Sometimes I go to that area and drive the route I think my dad drove the night he was killed. I drive slow and just wonder to myself what went wrong? Who did he see? Who saw him? What happened? Was he scared? What were his last thoughts? All of these questions flood me in these moments. Then I get to the road he lived on. The road he never made it to again.
I consider where he would be now. Would he still be renting this little place? Or would he be in a independent living home? Probably not. That thought makes me laugh. My dad was way too independent to live in a place like that. All of these thoughts remind me of who my dad was but also who I never got to see him become. An old man. He was taken at age 56; Which seems very young now more than ever.

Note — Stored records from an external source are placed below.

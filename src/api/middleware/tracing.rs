//! HTTP request/response tracing middleware.

use tower_http::LatencyUnit;
use tower_http::classify::{ServerErrorsAsFailures, SharedClassifier};
use tower_http::trace::{DefaultMakeSpan, DefaultOnFailure, DefaultOnResponse, TraceLayer};
use tracing::Level;

/// Request span at `INFO`, response and latency at `INFO`, 5xx at `ERROR`.
///
/// ```text
/// INFO request{method=GET uri=/users/42 version=HTTP/1.1}: finished processing request latency=3 ms status=200
/// ```
pub fn layer() -> TraceLayer<SharedClassifier<ServerErrorsAsFailures>> {
    TraceLayer::new_for_http()
        .make_span_with(DefaultMakeSpan::new().level(Level::INFO))
        .on_response(
            DefaultOnResponse::new()
                .level(Level::INFO)
                .latency_unit(LatencyUnit::Millis),
        )
        .on_failure(
            DefaultOnFailure::new()
                .level(Level::ERROR)
                .latency_unit(LatencyUnit::Millis),
        )
}
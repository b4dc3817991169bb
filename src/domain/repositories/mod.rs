//! Record Store contracts.
//!
//! The store has two logical endpoints and the traits mirror that split so the
//! accessor, not the caller, picks the endpoint for each operation:
//!
//! - [`UserReader`] - Point lookups, served by the read replica
//! - [`UserWriter`] - Insert, update and delete, served by the primary
//!
//! Implementations live in `crate::infrastructure::persistence`. Mocks are
//! generated via `mockall` for unit tests.

pub mod user_repository;

pub use user_repository::{UserReader, UserWriter};

#[cfg(test)]
pub use user_repository::{MockUserReader, MockUserWriter};
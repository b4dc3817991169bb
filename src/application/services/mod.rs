//! Business logic services for the application layer.

pub mod single_flight;
pub mod user_accessor;

pub use single_flight::SingleFlight;
pub use user_accessor::{AccessorConfig, UserAccessor, WriteOp, WriteOutcome};
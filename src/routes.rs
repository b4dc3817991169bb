//! Top-level router.
//!
//! # Route Structure
//!
//! - `GET  /health`   - Reader, writer and cache checks
//! - `/users/*`       - User CRUD through the cache-aside accessor
//!
//! # Middleware
//!
//! - **Tracing** - Structured request/response logging
//! - **Path normalization** - Trailing slash handling

use crate::api;
use crate::api::handlers::health_handler;
use crate::api::middleware::tracing;
use crate::state::AppState;
use axum::Router;
use axum::routing::get;
use tower::Layer;
use tower_http::normalize_path::{NormalizePath, NormalizePathLayer};

/// Constructs the application router with all routes and middleware.
pub fn app_router(state: AppState) -> NormalizePath<Router> {
    let router = Router::new()
        .route("/health", get(health_handler))
        .merge(api::routes::user_routes())
        .with_state(state)
        .layer(tracing::layer());

    NormalizePathLayer::trim_trailing_slash().layer(router)
}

I am often told about people's loved one's deaths when they lived lives before their tragic deaths. Some final thoughts are the beauty of making meaning. We must find meaning in their life to live with their death.
Making meaning from traumatic loss involves the process of reconstructing one’s understanding of the world, self, and relationships in the aftermath of profound grief. Their death, our pain, and the way we choose to move forward can be a beautiful integration. By holding both love and loss, we find strength and carry them with us.